Ok ok, i swear this isnt creepy, i promise i swear i pinky promise!! He really likes just snuggling his face to the nape of your neck, his lips pressed against your shoulder bc he really likes how you smell. It really calms him down.
Like he has stolen your clothes before so he could have you around even when,..,uk,,You The Person weren’t around
he is so used to being in a household of siblings so he thought sharing hoodies and stuff would come natural-WRONG WRONG WRONG DEAD WRONG
he looses his fucking marbles when he sees you in his clothes he is fucked up fr, god spare his SOUL if you swipe a pair of his shorts or sweatpants…he’s gonna have to actually turn away from you for a second to collect himself
like woaaaoww,.,.,.mine?,.,,mine??? like,,not in the objectify-y way but,..,,.omg mine???
MINE?????
cooking for you. 25/8. it will never end. so much yummby food,.,.,thank u tsuzu,.,.

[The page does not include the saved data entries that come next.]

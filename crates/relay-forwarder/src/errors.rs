//! Error types for request forwarding.

use shared_types::Bytes;
use thiserror::Error;

/// Errors surfaced by the forwarder's operations.
///
/// Every failure aborts the whole operation; no effects survive it.
#[derive(Debug, Error, Clone, PartialEq, Eq)]
pub enum ForwarderError {
    /// Signature does not match the claimed signer, or the nonce is not the
    /// signer's current counter.
    #[error("request authentication failed: signer mismatch or stale nonce")]
    AuthenticationFailed,

    /// The dispatched call failed. Carries the callee's revert data verbatim
    /// when it produced any, `None` otherwise.
    #[error("forwarded call failed")]
    ForwardedCallFailed {
        /// Revert data returned by the callee, if any.
        revert_data: Option<Bytes>,
    },
}
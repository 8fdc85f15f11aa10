//! # Wire Codec
//!
//! The registry's raw-call surface: calls, responses and bubbled errors are
//! `bincode`-encoded. Decoding tolerates trailing bytes, so a suffix appended
//! by an untrusted caller is ignored rather than misinterpreted — identity
//! resolution already decided whose suffix counts.

use crate::domain::record::ContentRecord;
use crate::errors::RegistryError;
use serde::{Deserialize, Serialize};
use shared_types::{Address, Bytes};

// =============================================================================
// CALLS & RESPONSES
// =============================================================================

/// An encoded call into the registry.
#[derive(Clone, Debug, PartialEq, Eq, Serialize, Deserialize)]
pub enum RegistryCall {
    /// Grant publisher membership (owner-only).
    AddPublisher {
        /// Identity to grant membership to.
        publisher: Address,
    },
    /// Create a content record (publisher-only).
    RegisterContent {
        /// Globally unique content hash.
        hash: String,
        /// Content title.
        title: String,
        /// Content description.
        description: String,
    },
    /// Enumerate all content hashes in registration order.
    GetAllHashes,
    /// Read one content record.
    GetContentData {
        /// Content hash to look up.
        hash: String,
    },
}

/// The successful result of a [`RegistryCall`].
#[derive(Clone, Debug, PartialEq, Eq, Serialize, Deserialize)]
pub enum RegistryResponse {
    /// The mutation was applied.
    Ack,
    /// All content hashes in registration order.
    Hashes(Vec<String>),
    /// One content record.
    Content(ContentRecord),
}

// =============================================================================
// CODEC
// =============================================================================

/// Encodes a call for the registry's raw-call surface.
#[must_use]
pub fn encode_call(call: &RegistryCall) -> Bytes {
    Bytes::from_vec(bincode::serialize(call).expect("registry wire types serialize infallibly"))
}

/// Decodes the effective payload of an inbound call.
pub fn decode_call(payload: &[u8]) -> Result<RegistryCall, RegistryError> {
    bincode::deserialize(payload).map_err(|_| RegistryError::MalformedCall)
}

/// Encodes a successful response as return data.
#[must_use]
pub fn encode_response(response: &RegistryResponse) -> Bytes {
    Bytes::from_vec(bincode::serialize(response).expect("registry wire types serialize infallibly"))
}

/// Decodes return data into a response. `None` if it is not one.
#[must_use]
pub fn decode_response(output: &[u8]) -> Option<RegistryResponse> {
    bincode::deserialize(output).ok()
}

/// Encodes an error as revert data.
#[must_use]
pub fn encode_error(error: &RegistryError) -> Bytes {
    Bytes::from_vec(bincode::serialize(error).expect("registry wire types serialize infallibly"))
}

/// Decodes revert data into an error. `None` if it is not one.
#[must_use]
pub fn decode_error(output: &[u8]) -> Option<RegistryError> {
    bincode::deserialize(output).ok()
}

// =============================================================================
// TESTS
// =============================================================================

fr like every single time you see him you’re getting fed SOMETHING like if you’re hanging out in the dorms? apron ON stove ON pan BUTTERED. if you meet somewhere outside? you’re either going out for a snack or he came with some food packed w him
he’s such a little weirdo too, like, if he’s in an affectionate mood there is a 62% chance he will lean in as if to give u a kissie and then fucking noms on your earlobe
ITS THE SILLIEST WAY HE KNOWS TO EXPRESS AFFECTION AND HE LIKES HEARING YOU GIGGLE I DONT KNOW WHAT TO TELL YOU?????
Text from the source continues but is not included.